If your industry is pretty obscure or niche, low-volume keywords mined from conversations with CS, sales, or your clients may be just the ticket, according to Tory Gray, Founder and Principal SEO Consultant at The Gray Dot Company

“We don't allocate a specific % [of our content strategy to zero-volume keywords]; we are simply willing & able to pursue a topic as suggested by a knowledgeable client (or, say, their sales or CS team who talks to customers, so they really know what people are asking about or confused about.) 

Some clients have inherently more "niche" subject matter, and we end up doing low- to no-KV subject content up to 75% of the time. 

Others in less niche subjects have a much smaller ratio, largely driven by those client insights. 

B2B also tends towards more low to no SV more often given that they aren't selling to the general public.

We can find more ideas in Answer the Public or PAA or Quora/StackExchange, but we more often prefer talking to the people who talk to the customers - who therefore "see" those repeating patterns.

So yes - we very much buy into allegedly "zero-volume keywords". Just because a tool can't find it, doesn't mean it's not a valuable part of the user conversion journey!”

Discover high-volume keywords from no-volume keywords

Even if you have no intention of ranking, content tends to pick up at least one keyword in the SERPs.

Tory Gray makes another great point about how zero-volume content can be a great “test-and-see” tactic for spotting new keyword opportunities.

"I also find that it's worth trying if the client just has a hunch. 

Why not... experiment?
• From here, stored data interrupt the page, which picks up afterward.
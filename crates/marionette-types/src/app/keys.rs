// Path: crates/marionette-types/src/app/keys.rs

use serde::{Deserialize, Serialize};
use std::fmt;

/// The operating system an operator's input ultimately lands on.
///
/// For the local desktop this is the host; for remote backends it is the
/// guest VM's OS, which decides how `ctrl` and `meta` resolve.
#[derive(Debug, Clone, Copy, PartialEq, Eq, Hash, Serialize, Deserialize)]
#[serde(rename_all = "snake_case")]
pub enum Platform {
    /// Apple macOS.
    #[serde(alias = "darwin")]
    MacOs,
    /// Microsoft Windows.
    #[serde(alias = "win32")]
    Windows,
    /// Linux / X11 / Wayland.
    Linux,
}

impl Platform {
    /// The platform this binary was compiled for.
    pub fn current() -> Self {
        if cfg!(target_os = "macos") {
            Self::MacOs
        } else if cfg!(target_os = "windows") {
            Self::Windows
        } else {
            Self::Linux
        }
    }
}

/// A platform-neutral key identifier produced by hotkey resolution.
///
/// Backends translate these into their own key codes (`enigo::Key` locally,
/// lower-case key names over RPC).
#[derive(Debug, Clone, Copy, PartialEq, Eq, Hash, Serialize, Deserialize)]
pub enum PlatformKey {
    /// The macOS Command key.
    Cmd,
    /// Control.
    Ctrl,
    /// Alt / Option.
    Alt,
    /// Shift.
    Shift,
    /// The platform "super" key (Windows key, Linux super).
    Super,
    /// Return / Enter.
    Enter,
    /// Tab.
    Tab,
    /// Escape.
    Escape,
    /// Backspace.
    Backspace,
    /// Forward delete.
    Delete,
    /// Space bar.
    Space,
    /// Arrow up.
    Up,
    /// Arrow down.
    Down,
    /// Arrow left.
    Left,
    /// Arrow right.
    Right,
    /// Home.
    Home,
    /// End.
    End,
    /// Page up.
    PageUp,
    /// Page down.
    PageDown,
    /// Caps lock.
    CapsLock,
    /// Function key `F1`..`F20`.
    F(u8),
    /// A printable character key, stored lower-case.
    Char(char),
}

impl PlatformKey {
    /// The lower-case key name used on the wire (`ctrl`, `enter`, `f5`, `c`).
    pub fn name(&self) -> String {
        match self {
            Self::Cmd => "cmd".into(),
            Self::Ctrl => "ctrl".into(),
            Self::Alt => "alt".into(),
            Self::Shift => "shift".into(),
            Self::Super => "win".into(),
            Self::Enter => "enter".into(),
            Self::Tab => "tab".into(),
            Self::Escape => "esc".into(),
            Self::Backspace => "backspace".into(),
            Self::Delete => "delete".into(),
            Self::Space => "space".into(),
            Self::Up => "up".into(),
            Self::Down => "down".into(),
            Self::Left => "left".into(),
            Self::Right => "right".into(),
            Self::Home => "home".into(),
            Self::End => "end".into(),
            Self::PageUp => "pageup".into(),
            Self::PageDown => "pagedown".into(),
            Self::CapsLock => "capslock".into(),
            Self::F(n) => format!("f{n}"),
            Self::Char(c) => c.to_string(),
        }
    }

    /// Returns true for keys that are held while the rest of a combo is pressed.
    pub fn is_modifier(&self) -> bool {
        matches!(
            self,
            Self::Cmd | Self::Ctrl | Self::Alt | Self::Shift | Self::Super
        )
    }
}

impl fmt::Display for PlatformKey {
    fn fmt(&self, f: &mut fmt::Formatter<'_>) -> fmt::Result {
        f.write_str(&self.name())
    }
}
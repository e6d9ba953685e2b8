// Path: crates/marionette-types/src/app/mod.rs

//! Application-level data structures exchanged between the run loop and an operator.

/// Model-proposed actions and their kinds.
pub mod action;
/// Screen geometry, absolute points and the per-call execution context.
pub mod geometry;
/// Platform-neutral key identifiers.
pub mod keys;
/// Results produced by an operator.
pub mod outcome;

pub use action::*;
pub use geometry::*;
pub use keys::*;
pub use outcome::*;
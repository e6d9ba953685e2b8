// Path: crates/marionette-agent/src/retry.rs

use marionette_telemetry::{error_metrics, operator_metrics};
use marionette_types::config::RetryConfig;
use marionette_types::error::{ErrorCode, OperatorError, RetryClass};
use std::future::Future;

/// Immediate-retry wrapper with one attempt budget per operation class.
///
/// Every error consumes one attempt regardless of its kind. The configured
/// `max_retries` is the total number of attempts, so a budget of 3 means at
/// most 3 calls.
#[derive(Debug, Clone, Copy, Default)]
pub struct RetryPolicy {
    config: RetryConfig,
}

impl RetryPolicy {
    pub fn new(config: RetryConfig) -> Self {
        Self { config }
    }

    pub fn attempts(&self, class: RetryClass) -> u32 {
        self.config.budget(class).attempts()
    }

    /// Runs `op` until it succeeds or the class budget is spent.
    pub async fn run<T, F, Fut>(&self, class: RetryClass, mut op: F) -> Result<T, OperatorError>
    where
        F: FnMut() -> Fut,
        Fut: Future<Output = Result<T, OperatorError>>,
    {
        let attempts = self.attempts(class);
        let mut last_error = None;

        for attempt in 1..=attempts {
            match op().await {
                Ok(value) => return Ok(value),
                Err(e) => {
                    error_metrics().inc_error("operator", e.code());
                    if attempt < attempts {
                        operator_metrics().inc_retry_attempts(class.as_str());
                        tracing::warn!(
                            target: "agent",
                            %class,
                            attempt,
                            attempts,
                            error = %e,
                            "Attempt failed, retrying"
                        );
                    }
                    last_error = Some(e);
                }
            }
        }

        operator_metrics().inc_retries_exhausted(class.as_str());
        let last_error = last_error.map(|e| e.to_string()).unwrap_or_default();
        tracing::error!(target: "agent", %class, attempts, error = %last_error, "Retry budget exhausted");
        Err(OperatorError::RetriesExhausted {
            class,
            attempts,
            last_error,
        })
    }
}

#[cfg(test)]
mod tests {
    use super::*;
    use marionette_types::config::RetryBudget;
    use std::sync::atomic::{AtomicU32, Ordering};

    fn policy(execute: u32) -> RetryPolicy {
        RetryPolicy::new(RetryConfig {
            execute: RetryBudget::new(execute),
            ..Default::default()
        })
    }

    #[tokio::test]
    async fn three_failures_with_budget_three_make_three_calls() {
        let calls = AtomicU32::new(0);
        let err = policy(3)
            .run(RetryClass::Execute, || async {
                calls.fetch_add(1, Ordering::SeqCst);
                Err::<(), _>(OperatorError::Transport("timeout".into()))
            })
            .await
            .unwrap_err();
        assert_eq!(calls.load(Ordering::SeqCst), 3);
        assert_eq!(
            err,
            OperatorError::RetriesExhausted {
                class: RetryClass::Execute,
                attempts: 3,
                last_error: "Transport error: timeout".into(),
            }
        );
    }

    #[tokio::test]
    async fn success_stops_retrying() {
        let calls = AtomicU32::new(0);
        let value = policy(5)
            .run(RetryClass::Execute, || async {
                let n = calls.fetch_add(1, Ordering::SeqCst) + 1;
                if n < 2 {
                    Err(OperatorError::Capture("black frame".into()))
                } else {
                    Ok(n)
                }
            })
            .await
            .unwrap();
        assert_eq!(value, 2);
        assert_eq!(calls.load(Ordering::SeqCst), 2);
    }

    #[tokio::test]
    async fn zero_budget_still_makes_one_attempt() {
        let calls = AtomicU32::new(0);
        let _ = policy(0)
            .run(RetryClass::Execute, || async {
                calls.fetch_add(1, Ordering::SeqCst);
                Err::<(), _>(OperatorError::Input("denied".into()))
            })
            .await;
        assert_eq!(calls.load(Ordering::SeqCst), 1);
    }

    #[test]
    fn default_budgets() {
        let p = RetryPolicy::default();
        assert_eq!(p.attempts(RetryClass::Model), 5);
        assert_eq!(p.attempts(RetryClass::Screenshot), 5);
        assert_eq!(p.attempts(RetryClass::Execute), 1);
    }
}
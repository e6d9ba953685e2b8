// Path: crates/marionette-api/src/operator.rs

use crate::input::InputEvent;
use async_trait::async_trait;
use marionette_types::app::{
    BackendKind, ExecuteContext, ExecuteOutcome, ParsedAction, Platform, ScreenshotOutput,
};
use marionette_types::error::OperatorError;

/// Captures the current frame of one backend and reports its geometry.
#[async_trait]
pub trait ScreenshotProvider: Send + Sync {
    /// Captures a frame. Geometry is measured fresh on every call.
    async fn capture(&self) -> Result<ScreenshotOutput, OperatorError>;
}

/// Performs input primitives on one backend.
#[async_trait]
pub trait InputBackend: Send + Sync {
    /// Human-readable backend name (e.g. "enigo", "sandbox-rpc").
    fn name(&self) -> &str;

    /// The OS the input lands on; decides hotkey resolution.
    fn platform(&self) -> Platform;

    /// Injects one primitive. Transport failures propagate; nothing is retried here.
    async fn perform(&self, event: &InputEvent, ctx: &ExecuteContext) -> Result<(), OperatorError>;
}

/// Abstract interface for a GUI operator (the "eyes and hands" of the agent).
///
/// Implementations bind one `ScreenshotProvider` and one `InputBackend`.
/// Methods are called sequentially by a single run loop; they are not
/// required to tolerate concurrent callers.
#[async_trait]
pub trait Operator: Send + Sync {
    /// Which backend this operator drives.
    fn backend(&self) -> BackendKind;

    /// Captures the current visual state for the model.
    async fn screenshot(&self) -> Result<ScreenshotOutput, OperatorError>;

    /// Executes one parsed action against the screen described by `ctx`.
    ///
    /// Malformed actions resolve to `ExecuteOutcome::Skipped`; terminal
    /// sentinels resolve to `ExecuteOutcome::End`. Only backend failures are
    /// returned as errors.
    async fn execute(
        &self,
        action: &ParsedAction,
        ctx: &ExecuteContext,
    ) -> Result<ExecuteOutcome, OperatorError>;

    /// Releases any backend session held by this operator.
    async fn teardown(&self) -> Result<(), OperatorError> {
        Ok(())
    }
}
// Path: crates/marionette-cli/src/commands/config.rs

use anyhow::{Context, Result};
use clap::{Parser, Subcommand, ValueEnum};
use marionette_types::app::{BackendKind, Platform};
use marionette_types::config::{OperatorConfig, SandboxConfig, SubscriptionConfig};
use std::fs;
use std::path::PathBuf;

#[derive(Parser, Debug)]
pub struct ConfigCmdArgs {
    #[clap(subcommand)]
    pub command: ConfigSubCommands,
}

#[derive(Debug, Clone, Copy, ValueEnum)]
pub enum Backend {
    Local,
    Sandbox,
    Subscription,
}

#[derive(Subcommand, Debug)]
pub enum ConfigSubCommands {
    /// Generate an operator.toml with every default spelled out.
    New {
        #[clap(long, default_value = "operator.toml")]
        out: PathBuf,
        #[clap(long, value_enum, default_value = "local")]
        backend: Backend,
    },
}

/// A starting config for `backend`. Remote URLs are placeholders.
pub fn template(backend: Backend) -> OperatorConfig {
    let mut cfg = OperatorConfig::default();
    match backend {
        Backend::Local => {}
        Backend::Sandbox => {
            cfg.backend = BackendKind::Sandbox;
            cfg.sandbox = Some(SandboxConfig {
                base_url: "https://sandbox.example.com/api".into(),
                allocation_url: "https://sandbox.example.com/alloc".into(),
                device_id: "my-device".into(),
                token: None,
                platform: Platform::Windows,
                lease_secs: 1800,
                request_timeout_secs: 30,
            });
        }
        Backend::Subscription => {
            cfg.backend = BackendKind::Subscription;
            cfg.subscription = Some(SubscriptionConfig {
                instance_url: "https://vm.example.com/".into(),
                token: None,
                platform: Platform::Windows,
                request_timeout_secs: 30,
            });
        }
    }
    cfg
}

pub fn run(args: ConfigCmdArgs) -> Result<()> {
    match args.command {
        ConfigSubCommands::New { out, backend } => {
            let cfg = template(backend);
            let rendered = toml::to_string_pretty(&cfg).context("Failed to render config")?;
            if let Some(parent) = out.parent().filter(|p| !p.as_os_str().is_empty()) {
                fs::create_dir_all(parent)?;
            }
            fs::write(&out, rendered)
                .with_context(|| format!("Failed to write {}", out.display()))?;
            println!("Wrote {}", out.display());
            Ok(())
        }
    }
}

#[cfg(test)]
mod tests {
    use super::*;

    #[test]
    fn generated_config_parses_back() {
        let dir = tempfile::tempdir().unwrap();
        let out = dir.path().join("nested/operator.toml");
        run(ConfigCmdArgs {
            command: ConfigSubCommands::New {
                out: out.clone(),
                backend: Backend::Sandbox,
            },
        })
        .unwrap();

        let raw = fs::read_to_string(&out).unwrap();
        let cfg = OperatorConfig::from_toml_str(&raw).unwrap();
        assert_eq!(cfg, template(Backend::Sandbox));
        cfg.validate().unwrap();
    }
}
// Path: crates/marionette-cli/src/commands/mod.rs

pub mod config;
pub mod exec;
pub mod release;
pub mod screenshot;

use anyhow::{Context, Result};
use marionette_types::config::OperatorConfig;
use std::path::Path;

/// Loads and validates an operator config, or returns the defaults when no
/// path is given.
pub(crate) fn load_config(path: Option<&Path>) -> Result<OperatorConfig> {
    match path {
        Some(path) => OperatorConfig::load(path)
            .with_context(|| format!("Failed to load config from {}", path.display())),
        None => Ok(OperatorConfig::default()),
    }
}
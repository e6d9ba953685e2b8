// Path: crates/marionette-telemetry/src/lib.rs
#![cfg_attr(
    not(test),
    deny(
        clippy::unwrap_used,
        clippy::expect_used,
        clippy::panic,
        clippy::unimplemented,
        clippy::todo,
        clippy::indexing_slicing
    )
)]

//! # Marionette Telemetry
//!
//! This crate provides the observability infrastructure for the operator
//! runtime: structured logging initialization, Prometheus collectors, and
//! abstract sinks that decouple instrumentation from the metrics backend.

/// The initialization routine for global structured logging.
pub mod init;
/// The concrete implementation of metrics sinks using the `prometheus` crate.
pub mod prometheus;
/// Abstract traits (`*MetricsSink`) that define the contract for metrics reporting.
pub mod sinks;
/// A simple RAII timer for measuring the duration of a scope.
pub mod time;

// Re-export the public helper functions for easy access to the global sinks.
pub use sinks::{error_metrics, operator_metrics};
// Path: crates/marionette-drivers/src/remote/sandbox.rs

use super::session::{Lease, ResourceKind, SessionManager};
use super::{build_client, send_rpc, RemoteBackend, RpcTransport};
use crate::dispatch::{execute_plan, ActionDispatcher};
use async_trait::async_trait;
use marionette_api::{AuthHeaderProvider, Operator, ScreenshotProvider};
use marionette_types::app::{
    BackendKind, ExecuteContext, ExecuteOutcome, ParsedAction, ScreenshotOutput,
};
use marionette_types::config::{ActionConfig, SandboxConfig};
use marionette_types::error::OperatorError;
use reqwest::Client;
use serde_json::{Map, Value};
use std::sync::Arc;

/// Calls `{base_url}/{Verb}` on one leased instance.
pub struct SandboxClient {
    http: Client,
    base_url: String,
    instance_id: String,
    auth: Arc<dyn AuthHeaderProvider>,
}

impl SandboxClient {
    pub fn new(
        config: &SandboxConfig,
        instance_id: impl Into<String>,
        auth: Arc<dyn AuthHeaderProvider>,
    ) -> Result<Self, OperatorError> {
        Ok(Self {
            http: build_client(config.request_timeout_secs)?,
            base_url: config.base_url.trim_end_matches('/').to_string(),
            instance_id: instance_id.into(),
            auth,
        })
    }

    pub fn instance_id(&self) -> &str {
        &self.instance_id
    }
}

#[async_trait]
impl RpcTransport for SandboxClient {
    fn name(&self) -> &str {
        "sandbox-rpc"
    }

    async fn call(&self, verb: &str, mut fields: Map<String, Value>) -> Result<Value, OperatorError> {
        fields.insert("InstanceId".into(), Value::String(self.instance_id.clone()));
        let headers = self.auth.headers().await?;

        tracing::debug!(target: "rpc", verb, instance_id = %self.instance_id, "Sandbox call");
        let mut request = self
            .http
            .post(format!("{}/{}", self.base_url, verb))
            .json(&fields);
        for (name, value) in headers.pairs() {
            request = request.header(name, value);
        }
        send_rpc(verb, request).await
    }
}

/// Drives a leased cloud VM. The instance id is fixed for the operator's lifetime.
pub struct SandboxOperator {
    remote: RemoteBackend<SandboxClient>,
    dispatcher: ActionDispatcher,
    session: Arc<SessionManager>,
    lease: Lease,
}

impl SandboxOperator {
    /// Acquires a computer lease and binds an operator to it.
    pub async fn connect(
        config: &SandboxConfig,
        actions: ActionConfig,
        session: Arc<SessionManager>,
        auth: Arc<dyn AuthHeaderProvider>,
    ) -> Result<Self, OperatorError> {
        let lease = session.acquire(ResourceKind::Computer).await?;
        let client = SandboxClient::new(config, lease.instance_id.clone(), auth);
        let client = release_on_error(&session, &lease, client).await?;
        let remote = RemoteBackend::new(Arc::new(client), config.platform, BackendKind::Sandbox);
        Ok(Self {
            dispatcher: ActionDispatcher::for_backend(&remote, actions),
            remote,
            session,
            lease,
        })
    }

    pub fn lease(&self) -> &Lease {
        &self.lease
    }
}

/// Passes `result` through, releasing `lease` first when it is an error.
async fn release_on_error<T>(
    session: &SessionManager,
    lease: &Lease,
    result: Result<T, OperatorError>,
) -> Result<T, OperatorError> {
    if result.is_err() {
        if let Err(e) = session.release(lease.resource).await {
            tracing::warn!(
                target: "session",
                instance_id = %lease.instance_id,
                error = %e,
                "Failed to release lease after setup error"
            );
        }
    }
    result
}

#[async_trait]
impl Operator for SandboxOperator {
    fn backend(&self) -> BackendKind {
        BackendKind::Sandbox
    }

    async fn screenshot(&self) -> Result<ScreenshotOutput, OperatorError> {
        self.remote.capture().await
    }

    async fn execute(
        &self,
        action: &ParsedAction,
        ctx: &ExecuteContext,
    ) -> Result<ExecuteOutcome, OperatorError> {
        if self.lease.is_expired() {
            tracing::warn!(
                target: "session",
                instance_id = %self.lease.instance_id,
                "Executing on an expired lease"
            );
        }
        execute_plan(
            &self.dispatcher,
            &self.remote,
            BackendKind::Sandbox,
            action,
            ctx,
        )
        .await
    }

    async fn teardown(&self) -> Result<(), OperatorError> {
        self.session.release(self.lease.resource).await
    }
}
Check back in 6 months and see how it's doing. 

It's not like you can't retire a post later if it doesn't go anywhere... plus that 6-12 months later you may rank for keyword variations you didn't expect, and you can improve targeting for those because you now have real data on it”

Tory Gray

Founder, Principal SEO Consultant,

The Gray Dot Company

Give no-volume keyword content a dual purpose

Love what Tory said. Quick thing to add re: [low-volume keywords as a] safety net: 

Sometimes it's easier if the article in question has a dual purpose. 

For example, if it helps communicate something your sales team is often trying to explain, or if it's a good resource for current customers/clients.

Amanda Milligan

Head of Marketing,

Stacker

Make sure you have an alternative promotion plan

“I don’t research keywords 100% of the time. Not every article that I publish is something that people search for. 

I’ll give you some examples. I once wrote a post that was about productivity tips for marketers. It’s not really a topic that I could find a good key phrase for. 

Another one I wrote was “Pictures of 27 Marketers Desks”. It was actually one of the most successful pieces I’ve run in the last year or so. It was like a mini viral event. 

Influencers and top YouTubers shared pictures and lists of their gear. But that’s not something people search for. 

So, every piece of content should be created with a promotion plan. 

That one was built to be shared, because there were lots of contributors, it was super visual, and it was kind of unexpected. 

So with every piece of content, you need to have some concept of how it’s going to get traction. 

If it’s not search, it should be something else. Not every topic is being searched for. But with whatever you’re making, don’t wait until it’s live before you start thinking about how to promote it.

That’s too late.”

Andy Crestodina

Founder

Orbit Media 

Quote taken from the Stunning Digital Marketing podcast

So, should you invest in zero-volume keywords?

High-volume and no-volume keywords both have their place in your content strategy.

While the former is great for helping you justify your content decisions, the latter can help you shake up a stagnating strategy, and re-prioritize intent. 

Don’t be afraid to dedicate a % of your strategy to low-volume keywords, if you have a good reason for doing so.

Whether that’s to answer pain points that regularly crop up in sales conversations, prioritize creative ideas, or test out new promotion strategies.


You never know – it could be the best thing you ever do!